> REQUIRED ACTION:
What is needed is an exact copy of all the records, written out in full.
___ STORED DATA
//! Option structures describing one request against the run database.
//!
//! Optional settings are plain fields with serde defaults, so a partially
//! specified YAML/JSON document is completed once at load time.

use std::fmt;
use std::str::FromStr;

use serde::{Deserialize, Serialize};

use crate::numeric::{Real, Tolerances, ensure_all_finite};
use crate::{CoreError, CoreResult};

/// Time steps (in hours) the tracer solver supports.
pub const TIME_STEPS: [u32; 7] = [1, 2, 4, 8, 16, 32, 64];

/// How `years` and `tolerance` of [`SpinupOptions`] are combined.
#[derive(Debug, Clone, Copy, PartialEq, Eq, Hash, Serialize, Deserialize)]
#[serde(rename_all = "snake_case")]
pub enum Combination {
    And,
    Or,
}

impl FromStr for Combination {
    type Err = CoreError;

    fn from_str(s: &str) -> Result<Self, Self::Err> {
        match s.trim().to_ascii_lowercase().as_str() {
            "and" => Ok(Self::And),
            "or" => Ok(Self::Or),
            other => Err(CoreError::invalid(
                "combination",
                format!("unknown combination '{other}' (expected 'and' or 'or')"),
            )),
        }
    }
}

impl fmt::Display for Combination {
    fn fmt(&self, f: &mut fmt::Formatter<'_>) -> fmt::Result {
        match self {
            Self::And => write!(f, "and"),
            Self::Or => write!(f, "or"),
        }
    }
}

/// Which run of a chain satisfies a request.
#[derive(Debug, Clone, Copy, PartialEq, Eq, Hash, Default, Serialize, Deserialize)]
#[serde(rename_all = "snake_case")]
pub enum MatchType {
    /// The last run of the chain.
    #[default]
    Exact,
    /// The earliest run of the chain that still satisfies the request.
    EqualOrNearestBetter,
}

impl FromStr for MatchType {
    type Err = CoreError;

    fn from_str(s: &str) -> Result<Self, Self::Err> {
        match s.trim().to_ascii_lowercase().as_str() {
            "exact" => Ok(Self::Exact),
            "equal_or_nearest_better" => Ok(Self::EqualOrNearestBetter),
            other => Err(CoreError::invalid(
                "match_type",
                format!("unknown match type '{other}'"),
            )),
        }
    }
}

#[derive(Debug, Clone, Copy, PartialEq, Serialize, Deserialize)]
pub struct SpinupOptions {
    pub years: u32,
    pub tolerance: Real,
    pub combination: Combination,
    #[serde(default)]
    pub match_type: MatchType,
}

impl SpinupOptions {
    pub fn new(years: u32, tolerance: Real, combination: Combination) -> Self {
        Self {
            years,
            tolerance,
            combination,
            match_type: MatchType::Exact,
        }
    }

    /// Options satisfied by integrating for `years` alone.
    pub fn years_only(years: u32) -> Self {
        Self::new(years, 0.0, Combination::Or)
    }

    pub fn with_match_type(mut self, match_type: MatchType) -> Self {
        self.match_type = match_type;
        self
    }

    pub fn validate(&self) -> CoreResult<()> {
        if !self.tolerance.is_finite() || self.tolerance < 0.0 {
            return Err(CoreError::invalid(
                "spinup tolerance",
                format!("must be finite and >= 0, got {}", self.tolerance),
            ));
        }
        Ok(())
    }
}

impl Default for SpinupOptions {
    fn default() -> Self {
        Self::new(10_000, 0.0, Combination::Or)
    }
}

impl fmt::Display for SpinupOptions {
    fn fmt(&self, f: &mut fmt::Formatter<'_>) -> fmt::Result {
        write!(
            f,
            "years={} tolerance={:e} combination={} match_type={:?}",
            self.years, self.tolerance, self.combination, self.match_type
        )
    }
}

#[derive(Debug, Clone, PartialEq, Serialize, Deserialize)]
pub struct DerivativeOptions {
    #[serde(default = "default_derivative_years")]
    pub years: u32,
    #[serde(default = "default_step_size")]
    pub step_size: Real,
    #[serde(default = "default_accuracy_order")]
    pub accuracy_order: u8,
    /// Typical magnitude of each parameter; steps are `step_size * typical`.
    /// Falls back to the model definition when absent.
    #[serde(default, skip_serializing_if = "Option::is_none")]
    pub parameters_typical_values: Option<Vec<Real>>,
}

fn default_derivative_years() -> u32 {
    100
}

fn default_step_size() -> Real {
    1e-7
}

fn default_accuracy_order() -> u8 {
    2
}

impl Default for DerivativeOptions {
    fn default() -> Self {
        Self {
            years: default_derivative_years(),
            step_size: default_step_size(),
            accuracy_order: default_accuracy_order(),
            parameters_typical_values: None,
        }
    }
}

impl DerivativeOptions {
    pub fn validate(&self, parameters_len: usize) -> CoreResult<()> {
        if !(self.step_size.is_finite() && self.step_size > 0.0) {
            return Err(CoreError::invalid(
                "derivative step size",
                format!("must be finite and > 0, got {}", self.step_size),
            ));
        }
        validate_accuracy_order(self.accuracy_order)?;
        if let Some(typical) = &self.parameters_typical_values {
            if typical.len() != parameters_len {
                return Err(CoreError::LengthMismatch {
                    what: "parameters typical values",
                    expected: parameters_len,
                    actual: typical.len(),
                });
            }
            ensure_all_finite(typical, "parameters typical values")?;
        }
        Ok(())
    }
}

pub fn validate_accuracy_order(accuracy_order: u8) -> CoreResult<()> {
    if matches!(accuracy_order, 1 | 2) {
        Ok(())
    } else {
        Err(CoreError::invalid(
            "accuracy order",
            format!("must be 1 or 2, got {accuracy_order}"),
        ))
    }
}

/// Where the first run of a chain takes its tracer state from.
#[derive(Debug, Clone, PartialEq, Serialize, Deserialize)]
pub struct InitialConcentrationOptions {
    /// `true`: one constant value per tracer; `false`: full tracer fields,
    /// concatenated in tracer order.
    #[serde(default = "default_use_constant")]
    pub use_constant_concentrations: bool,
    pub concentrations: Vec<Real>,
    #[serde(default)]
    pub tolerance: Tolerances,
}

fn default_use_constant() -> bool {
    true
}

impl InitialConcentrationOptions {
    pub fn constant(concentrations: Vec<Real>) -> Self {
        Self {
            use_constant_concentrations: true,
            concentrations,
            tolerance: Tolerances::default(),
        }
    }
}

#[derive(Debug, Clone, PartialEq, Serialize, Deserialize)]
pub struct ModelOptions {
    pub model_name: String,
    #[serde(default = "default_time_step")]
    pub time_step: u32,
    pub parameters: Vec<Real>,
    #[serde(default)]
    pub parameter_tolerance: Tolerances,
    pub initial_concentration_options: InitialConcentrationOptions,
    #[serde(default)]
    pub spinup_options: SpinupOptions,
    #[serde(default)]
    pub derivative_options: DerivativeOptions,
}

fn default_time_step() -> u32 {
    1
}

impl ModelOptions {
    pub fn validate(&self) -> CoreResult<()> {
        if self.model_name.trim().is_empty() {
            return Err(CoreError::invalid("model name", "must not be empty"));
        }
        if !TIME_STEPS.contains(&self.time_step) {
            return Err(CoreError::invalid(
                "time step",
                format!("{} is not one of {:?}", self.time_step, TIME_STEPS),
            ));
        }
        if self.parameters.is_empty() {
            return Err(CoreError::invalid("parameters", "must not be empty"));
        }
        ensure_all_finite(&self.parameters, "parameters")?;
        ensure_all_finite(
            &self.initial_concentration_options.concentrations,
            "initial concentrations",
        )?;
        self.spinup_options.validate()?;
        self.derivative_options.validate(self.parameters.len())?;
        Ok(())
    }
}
______
> OUTPUT OF THE TASK:
//! Option structures describing one request against the run database.
//!
//! Optional settings are plain fields with serde defaults, so a partially
//! specified YAML/JSON document is completed once at load time.

use std::fmt;
use std::str::FromStr;

use serde::{Deserialize, Serialize};

use crate::numeric::{Real, Tolerances, ensure_all_finite};
use crate::{CoreError, CoreResult};

/// Time steps (in hours) the tracer solver supports.
pub const TIME_STEPS: [u32; 7] = [1, 2, 4, 8, 16, 32, 64];

/// How `years` and `tolerance` of [`SpinupOptions`] are combined.
#[derive(Debug, Clone, Copy, PartialEq, Eq, Hash, Serialize, Deserialize)]
#[serde(rename_all = "snake_case")]
pub enum Combination {
    And,
    Or,
}

impl FromStr for Combination {
    type Err = CoreError;

    fn from_str(s: &str) -> Result<Self, Self::Err> {
        match s.trim().to_ascii_lowercase().as_str() {
            "and" => Ok(Self::And),
            "or" => Ok(Self::Or),
            other => Err(CoreError::invalid(
                "combination",
                format!("unknown combination '{other}' (expected 'and' or 'or')"),
            )),
        }
    }
}

impl fmt::Display for Combination {
    fn fmt(&self, f: &mut fmt::Formatter<'_>) -> fmt::Result {
        match self {
            Self::And => write!(f, "and"),
            Self::Or => write!(f, "or"),
        }
    }
}

/// Which run of a chain satisfies a request.
#[derive(Debug, Clone, Copy, PartialEq, Eq, Hash, Default, Serialize, Deserialize)]
#[serde(rename_all = "snake_case")]
pub enum MatchType {
    /// The last run of the chain.
    #[default]
    Exact,
    /// The earliest run of the chain that still satisfies the request.
    EqualOrNearestBetter,
}

impl FromStr for MatchType {
    type Err = CoreError;

    fn from_str(s: &str) -> Result<Self, Self::Err> {
        match s.trim().to_ascii_lowercase().as_str() {
            "exact" => Ok(Self::Exact),
            "equal_or_nearest_better" => Ok(Self::EqualOrNearestBetter),
            other => Err(CoreError::invalid(
                "match_type",
                format!("unknown match type '{other}'"),
            )),
        }
    }
}

#[derive(Debug, Clone, Copy, PartialEq, Serialize, Deserialize)]
pub struct SpinupOptions {
    pub years: u32,
    pub tolerance: Real,
    pub combination: Combination,
    #[serde(default)]
    pub match_type: MatchType,
}

impl SpinupOptions {
    pub fn new(years: u32, tolerance: Real, combination: Combination) -> Self {
        Self {
            years,
            tolerance,
            combination,
            match_type: MatchType::Exact,
        }
    }

    /// Options satisfied by integrating for `years` alone.
    pub fn years_only(years: u32) -> Self {
        Self::new(years, 0.0, Combination::Or)
    }

    pub fn with_match_type(mut self, match_type: MatchType) -> Self {
        self.match_type = match_type;
        self
    }

    pub fn validate(&self) -> CoreResult<()> {
        if !self.tolerance.is_finite() || self.tolerance < 0.0 {
            return Err(CoreError::invalid(
                "spinup tolerance",
                format!("must be finite and >= 0, got {}", self.tolerance),
            ));
        }
        Ok(())
    }
}

impl Default for SpinupOptions {
    fn default() -> Self {
        Self::new(10_000, 0.0, Combination::Or)
    }
}

impl fmt::Display for SpinupOptions {
    fn fmt(&self, f: &mut fmt::Formatter<'_>) -> fmt::Result {
        write!(
            f,
            "years={} tolerance={:e} combination={} match_type={:?}",
            self.years, self.tolerance, self.combination, self.match_type
        )
    }
}

#[derive(Debug, Clone, PartialEq, Serialize, Deserialize)]
pub struct DerivativeOptions {
    #[serde(default = "default_derivative_years")]
    pub years: u32,
    #[serde(default = "default_step_size")]
    pub step_size: Real,
    #[serde(default = "default_accuracy_order")]
    pub accuracy_order: u8,
    /// Typical magnitude of each parameter; steps are `step_size * typical`.
    /// Falls back to the model definition when absent.
    #[serde(default, skip_serializing_if = "Option::is_none")]
    pub parameters_typical_values: Option<Vec<Real>>,
}

fn default_derivative_years() -> u32 {
    100
}

fn default_step_size() -> Real {
    1e-7
}

fn default_accuracy_order() -> u8 {
    2
}

impl Default for DerivativeOptions {
    fn default() -> Self {
        Self {
            years: default_derivative_years(),
            step_size: default_step_size(),
            accuracy_order: default_accuracy_order(),
            parameters_typical_values: None,
        }
    }
}

impl DerivativeOptions {
    pub fn validate(&self, parameters_len: usize) -> CoreResult<()> {
        if !(self.step_size.is_finite() && self.step_size > 0.0) {
            return Err(CoreError::invalid(
                "derivative step size",
                format!("must be finite and > 0, got {}", self.step_size),
            ));
        }
        validate_accuracy_order(self.accuracy_order)?;
        if let Some(typical) = &self.parameters_typical_values {
            if typical.len() != parameters_len {
                return Err(CoreError::LengthMismatch {
                    what: "parameters typical values",
                    expected: parameters_len,
                    actual: typical.len(),
                });
            }
            ensure_all_finite(typical, "parameters typical values")?;
        }
        Ok(())
    }
}

pub fn validate_accuracy_order(accuracy_order: u8) -> CoreResult<()> {
    if matches!(accuracy_order, 1 | 2) {
        Ok(())
    } else {
        Err(CoreError::invalid(
            "accuracy order",
            format!("must be 1 or 2, got {accuracy_order}"),
        ))
    }
}

/// Where the first run of a chain takes its tracer state from.
#[derive(Debug, Clone, PartialEq, Serialize, Deserialize)]
pub struct InitialConcentrationOptions {
    /// `true`: one constant value per tracer; `false`: full tracer fields,
    /// concatenated in tracer order.
    #[serde(default = "default_use_constant")]
    pub use_constant_concentrations: bool,
    pub concentrations: Vec<Real>,
    #[serde(default)]
    pub tolerance: Tolerances,
}

fn default_use_constant() -> bool {
    true
}

impl InitialConcentrationOptions {
    pub fn constant(concentrations: Vec<Real>) -> Self {
        Self {
            use_constant_concentrations: true,
            concentrations,
            tolerance: Tolerances::default(),
        }
    }
}

#[derive(Debug, Clone, PartialEq, Serialize, Deserialize)]
pub struct ModelOptions {
    pub model_name: String,
    #[serde(default = "default_time_step")]
    pub time_step: u32,
    pub parameters: Vec<Real>,
    #[serde(default)]
    pub parameter_tolerance: Tolerances,
    pub initial_concentration_options: InitialConcentrationOptions,
    #[serde(default)]
    pub spinup_options: SpinupOptions,
    #[serde(default)]
    pub derivative_options: DerivativeOptions,
}

fn default_time_step() -> u32 {
    1
}

impl ModelOptions {
    pub fn validate(&self) -> CoreResult<()> {
        if self.model_name.trim().is_empty() {
            return Err(CoreError::invalid("model name", "must not be empty"));
        }
        if !TIME_STEPS.contains(&self.time_step) {
            return Err(CoreError::invalid(
                "time step",
                format!("{} is not one of {:?}", self.time_step, TIME_STEPS),
            ));
        }
        if self.parameters.is_empty() {
            return Err(CoreError::invalid("parameters", "must not be empty"));
        }
        ensure_all_finite(&self.parameters, "parameters")?;
        ensure_all_finite(
            &self.initial_concentration_options.concentrations,
            "initial concentrations",
        )?;
        self.spinup_options.validate()?;
        self.derivative_options.validate(self.parameters.len())?;
        Ok(())
    }
}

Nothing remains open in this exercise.